▶ **What the task requires**:
Lines from the listing that hold the string "Duration" are what you should return.

□ □ □ □ □

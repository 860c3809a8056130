//! Sandboxed access to the generated project's workspace directory.
//!
//! Every operation resolves its path argument through [`Workspace::resolve`]
//! before touching storage. Resolution rejects anything that lands outside the
//! canonical root: `..` traversal, absolute paths elsewhere on disk, and
//! symlinks (including dangling ones) that point out of the tree.

use std::ffi::OsString;
use std::fs;
use std::io::ErrorKind;
use std::path::{Component, Path, PathBuf};
use std::process::Command;
use std::time::Duration;

use serde::Serialize;
use thiserror::Error;
use tracing::{debug, instrument};
use walkdir::WalkDir;

use crate::io::process::run_command_with_timeout;

pub const DEFAULT_OUTPUT_LIMIT_BYTES: usize = 100_000;

/// Failures of a single workspace operation. None of them poison the workspace.
#[derive(Debug, Error)]
pub enum WorkspaceError {
    #[error("path escapes workspace root: {path}")]
    PathEscape { path: String },
    #[error("not a directory: {path}")]
    NotADirectory { path: String },
    #[error("{action} {}: {source}", .path.display())]
    Io {
        action: &'static str,
        path: PathBuf,
        #[source]
        source: std::io::Error,
    },
    #[error(transparent)]
    Process(#[from] anyhow::Error),
}

impl WorkspaceError {
    fn escape(path: &str) -> Self {
        WorkspaceError::PathEscape {
            path: path.to_string(),
        }
    }

    fn io(action: &'static str, path: &Path, source: std::io::Error) -> Self {
        WorkspaceError::Io {
            action,
            path: path.to_path_buf(),
            source,
        }
    }
}

/// Result of a shell command run inside the workspace.
#[derive(Debug, Clone, PartialEq, Eq, Serialize)]
pub struct CommandResult {
    pub exit_code: i32,
    pub stdout: String,
    pub stderr: String,
    pub timed_out: bool,
}

impl CommandResult {
    pub fn success(&self) -> bool {
        self.exit_code == 0 && !self.timed_out
    }
}

/// File-backed store confined to a single root directory.
#[derive(Debug, Clone)]
pub struct Workspace {
    root: PathBuf,
    output_limit_bytes: usize,
}

impl Workspace {
    /// Open (creating if needed) the workspace rooted at `root`.
    pub fn open(root: impl AsRef<Path>) -> Result<Self, WorkspaceError> {
        let root = root.as_ref();
        fs::create_dir_all(root).map_err(|e| WorkspaceError::io("create root", root, e))?;
        let root = fs::canonicalize(root).map_err(|e| WorkspaceError::io("resolve root", root, e))?;
        debug!(root = %root.display(), "workspace opened");
        Ok(Self {
            root,
            output_limit_bytes: DEFAULT_OUTPUT_LIMIT_BYTES,
        })
    }

    pub fn with_output_limit(mut self, output_limit_bytes: usize) -> Self {
        self.output_limit_bytes = output_limit_bytes;
        self
    }

    /// Canonical absolute root of the workspace.
    pub fn root(&self) -> &Path {
        &self.root
    }

    pub fn current_directory(&self) -> String {
        self.root.display().to_string()
    }

    /// Map `path` to an absolute location inside the root.
    ///
    /// Relative paths are joined onto the root; absolute paths are accepted only
    /// when they already point inside it.
    pub fn resolve(&self, path: &str) -> Result<PathBuf, WorkspaceError> {
        let raw = Path::new(path);
        let joined = if raw.is_absolute() {
            raw.to_path_buf()
        } else {
            self.root.join(raw)
        };
        let normalized = normalize_lexically(&joined).ok_or_else(|| WorkspaceError::escape(path))?;
        if !normalized.starts_with(&self.root) {
            return Err(WorkspaceError::escape(path));
        }
        let resolved = resolve_symlinks(&normalized, path)?;
        if !resolved.starts_with(&self.root) {
            return Err(WorkspaceError::escape(path));
        }
        Ok(resolved)
    }

    /// Write `content` to `path`, creating parent directories and replacing any
    /// existing file.
    #[instrument(skip(self, content), fields(bytes = content.len()))]
    pub fn write(&self, path: &str, content: &str) -> Result<PathBuf, WorkspaceError> {
        let target = self.resolve(path)?;
        if let Some(parent) = target.parent() {
            fs::create_dir_all(parent)
                .map_err(|e| WorkspaceError::io("create directory", parent, e))?;
        }
        fs::write(&target, content).map_err(|e| WorkspaceError::io("write", &target, e))?;
        Ok(target)
    }

    /// Read `path` as UTF-8. A missing file reads as empty content.
    #[instrument(skip(self))]
    pub fn read(&self, path: &str) -> Result<String, WorkspaceError> {
        let target = self.resolve(path)?;
        match fs::read_to_string(&target) {
            Ok(content) => Ok(content),
            Err(e) if e.kind() == ErrorKind::NotFound => Ok(String::new()),
            Err(e) => Err(WorkspaceError::io("read", &target, e)),
        }
    }

    /// Recursively list regular files under `directory`, as sorted
    /// root-relative `/`-separated paths.
    #[instrument(skip(self))]
    pub fn list(&self, directory: &str) -> Result<Vec<String>, WorkspaceError> {
        let target = self.resolve(directory)?;
        if !target.is_dir() {
            return Err(WorkspaceError::NotADirectory {
                path: directory.to_string(),
            });
        }
        let mut files = Vec::new();
        for entry in WalkDir::new(&target).sort_by_file_name() {
            let entry = entry.map_err(|e| {
                let path = e.path().unwrap_or(&target).to_path_buf();
                WorkspaceError::io("list", &path, std::io::Error::other(e))
            })?;
            if !entry.file_type().is_file() {
                continue;
            }
            if let Ok(relative) = entry.path().strip_prefix(&self.root) {
                files.push(to_slash(relative));
            }
        }
        Ok(files)
    }

    /// Run `command` through `sh -c` with `cwd` (default: the root) as working
    /// directory. A timeout is reported in the result, never as an error.
    #[instrument(skip(self), fields(timeout_ms = timeout.as_millis() as u64))]
    pub fn run(
        &self,
        command: &str,
        cwd: Option<&str>,
        timeout: Duration,
    ) -> Result<CommandResult, WorkspaceError> {
        let workdir = match cwd {
            Some(dir) => self.resolve(dir)?,
            None => self.root.clone(),
        };
        if !workdir.is_dir() {
            return Err(WorkspaceError::NotADirectory {
                path: cwd.unwrap_or(".").to_string(),
            });
        }

        let mut cmd = Command::new("sh");
        cmd.arg("-c").arg(command).current_dir(&workdir);
        let output = run_command_with_timeout(cmd, None, timeout, self.output_limit_bytes)?;

        let mut stdout = String::from_utf8_lossy(&output.stdout).into_owned();
        stdout.push_str(&output.stdout_truncated_notice("command"));
        let mut stderr = String::from_utf8_lossy(&output.stderr).into_owned();
        stderr.push_str(&output.stderr_truncated_notice("command"));
        if output.timed_out {
            if !stderr.is_empty() && !stderr.ends_with('\n') {
                stderr.push('\n');
            }
            stderr.push_str(&format!(
                "command timed out after {:.1}s and was killed\n",
                timeout.as_secs_f64()
            ));
        }

        Ok(CommandResult {
            exit_code: output.exit_code(),
            stdout,
            stderr,
            timed_out: output.timed_out,
        })
    }
}

/// Collapse `.` and `..` without touching the filesystem.
///
/// Returns `None` when `..` would climb above the filesystem root.
fn normalize_lexically(path: &Path) -> Option<PathBuf> {
    let mut out = PathBuf::new();
    for component in path.components() {
        match component {
            Component::Prefix(_) | Component::RootDir => out.push(component.as_os_str()),
            Component::CurDir => {}
            Component::ParentDir => {
                if !out.pop() {
                    return None;
                }
            }
            Component::Normal(name) => out.push(name),
        }
    }
    Some(out)
}

/// Canonicalize the longest existing prefix of `path` and re-append the rest.
fn resolve_symlinks(path: &Path, original: &str) -> Result<PathBuf, WorkspaceError> {
    let mut existing = path.to_path_buf();
    let mut tail: Vec<OsString> = Vec::new();
    loop {
        match fs::symlink_metadata(&existing) {
            Ok(_) => break,
            Err(e) if e.kind() == ErrorKind::NotFound => {
                let Some(name) = existing.file_name() else {
                    return Err(WorkspaceError::escape(original));
                };
                tail.push(name.to_os_string());
                existing.pop();
            }
            Err(e) => return Err(WorkspaceError::io("inspect", &existing, e)),
        }
    }

    // A dangling symlink cannot be canonicalized; refuse it rather than let a
    // later write follow it somewhere unknown.
    let mut resolved = fs::canonicalize(&existing).map_err(|_| WorkspaceError::escape(original))?;
    for name in tail.iter().rev() {
        resolved.push(name);
    }
    Ok(resolved)
}

fn to_slash(path: &Path) -> String {
    path.components()
        .map(|c| c.as_os_str().to_string_lossy())
        .collect::<Vec<_>>()
        .join("/")
}

#[cfg(test)]
mod tests {
    use super::*;

    fn workspace() -> (tempfile::TempDir, Workspace) {
        let temp = tempfile::tempdir().expect("tempdir");
        let ws = Workspace::open(temp.path().join("project")).expect("open");
        (temp, ws)
    }

    #[test]
    fn resolve_rejects_traversal_and_foreign_absolute_paths() {
        let (_temp, ws) = workspace();
        for path in [
            "..",
            "../secret.txt",
            "src/../../secret.txt",
            "./a/b/../../../x",
            "/etc/passwd",
            "/",
        ] {
            let err = ws.resolve(path).unwrap_err();
            assert!(
                matches!(err, WorkspaceError::PathEscape { .. }),
                "{path} should escape, got {err}"
            );
        }
    }

    #[test]
    fn resolve_accepts_paths_inside_root() {
        let (_temp, ws) = workspace();
        assert_eq!(ws.resolve(".").expect("dot"), ws.root());
        assert_eq!(ws.resolve("").expect("empty"), ws.root());
        assert_eq!(
            ws.resolve("src/../main.py").expect("inner traversal"),
            ws.root().join("main.py")
        );
        let nested = ws.resolve("a/b/c.txt").expect("nested");
        assert!(nested.is_absolute());
        assert!(nested.starts_with(ws.root()));

        let absolute = ws.root().join("docs/readme.md");
        assert_eq!(
            ws.resolve(absolute.to_str().expect("utf8")).expect("absolute inside"),
            absolute
        );
    }

    #[cfg(unix)]
    #[test]
    fn resolve_rejects_symlinks_leaving_root() {
        let (temp, ws) = workspace();
        let outside = temp.path().join("outside");
        fs::create_dir_all(&outside).expect("outside dir");
        std::os::unix::fs::symlink(&outside, ws.root().join("link")).expect("symlink");
        std::os::unix::fs::symlink(temp.path().join("nowhere"), ws.root().join("dangling"))
            .expect("dangling symlink");

        assert!(matches!(
            ws.resolve("link/file.txt"),
            Err(WorkspaceError::PathEscape { .. })
        ));
        assert!(matches!(
            ws.write("link/file.txt", "x"),
            Err(WorkspaceError::PathEscape { .. })
        ));
        assert!(matches!(
            ws.write("dangling", "x"),
            Err(WorkspaceError::PathEscape { .. })
        ));
        assert!(!outside.join("file.txt").exists());
    }

    #[cfg(unix)]
    #[test]
    fn resolve_follows_symlinks_within_root() {
        let (_temp, ws) = workspace();
        fs::create_dir_all(ws.root().join("real")).expect("dir");
        std::os::unix::fs::symlink(ws.root().join("real"), ws.root().join("alias"))
            .expect("symlink");
        assert_eq!(
            ws.resolve("alias/x.txt").expect("inside"),
            ws.root().join("real/x.txt")
        );
    }

    #[test]
    fn read_missing_file_is_empty() {
        let (_temp, ws) = workspace();
        assert_eq!(ws.read("does/not/exist.py").expect("read"), "");
    }

    #[test]
    fn write_then_read_returns_exact_content() {
        let (_temp, ws) = workspace();
        for (path, content) in [
            ("empty.txt", ""),
            ("nested/dir/multi.py", "line one\n\tline two\r\nline three"),
            ("unicode.md", "héllo – wörld\n"),
        ] {
            ws.write(path, content).expect("write");
            assert_eq!(ws.read(path).expect("read"), content);
        }
    }

    #[test]
    fn write_overwrites_existing_content() {
        let (_temp, ws) = workspace();
        ws.write("main.py", "a long first version").expect("write");
        ws.write("main.py", "short").expect("overwrite");
        assert_eq!(ws.read("main.py").expect("read"), "short");
    }

    #[test]
    fn list_is_recursive_sorted_and_relative() {
        let (_temp, ws) = workspace();
        ws.write("b.py", "").expect("write");
        ws.write("a/z.py", "").expect("write");
        ws.write("a/b/c.py", "").expect("write");

        assert_eq!(
            ws.list(".").expect("list"),
            vec!["a/b/c.py", "a/z.py", "b.py"]
        );
        assert_eq!(ws.list("a/b").expect("list sub"), vec!["a/b/c.py"]);
    }

    #[test]
    fn list_rejects_files_and_escapes() {
        let (_temp, ws) = workspace();
        ws.write("main.py", "").expect("write");
        assert!(matches!(
            ws.list("main.py"),
            Err(WorkspaceError::NotADirectory { .. })
        ));
        assert!(matches!(
            ws.list("missing"),
            Err(WorkspaceError::NotADirectory { .. })
        ));
        assert!(matches!(
            ws.list(".."),
            Err(WorkspaceError::PathEscape { .. })
        ));
    }

    #[cfg(unix)]
    #[test]
    fn run_uses_sandboxed_cwd() {
        let (_temp, ws) = workspace();
        ws.write("sub/marker.txt", "m").expect("write");

        let result = ws
            .run("ls", Some("sub"), Duration::from_secs(10))
            .expect("run");
        assert!(result.success());
        assert_eq!(result.stdout, "marker.txt\n");

        assert!(matches!(
            ws.run("ls", Some("../"), Duration::from_secs(10)),
            Err(WorkspaceError::PathEscape { .. })
        ));
    }

    #[cfg(unix)]
    #[test]
    fn run_timeout_is_a_failed_result_not_an_error() {
        let (_temp, ws) = workspace();
        let start = std::time::Instant::now();
        let result = ws
            .run("sleep 5", None, Duration::from_secs(1))
            .expect("run");
        assert!(result.timed_out);
        assert!(!result.success());
        assert_ne!(result.exit_code, 0);
        assert!(result.stderr.contains("timed out"));
        assert!(start.elapsed() < Duration::from_secs(4));
    }

    #[cfg(unix)]
    #[test]
    fn run_returns_promptly_when_command_backgrounds_a_job() {
        let (_temp, ws) = workspace();
        let start = std::time::Instant::now();
        let result = ws
            .run("sleep 30 &", None, Duration::from_secs(1))
            .expect("run");
        assert!(result.success());
        assert!(start.elapsed() < Duration::from_secs(5));
    }
}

□ □ □ □ □

▶ **Exercise answer**:
use std::time::Duration;
        timeout: Duration,
            .run("ls", Some("sub"), Duration::from_secs(10))
            ws.run("ls", Some("../"), Duration::from_secs(10)),
            .run("sleep 5", None, Duration::from_secs(1))
        assert!(start.elapsed() < Duration::from_secs(4));
            .run("sleep 30 &", None, Duration::from_secs(1))
        assert!(start.elapsed() < Duration::from_secs(5));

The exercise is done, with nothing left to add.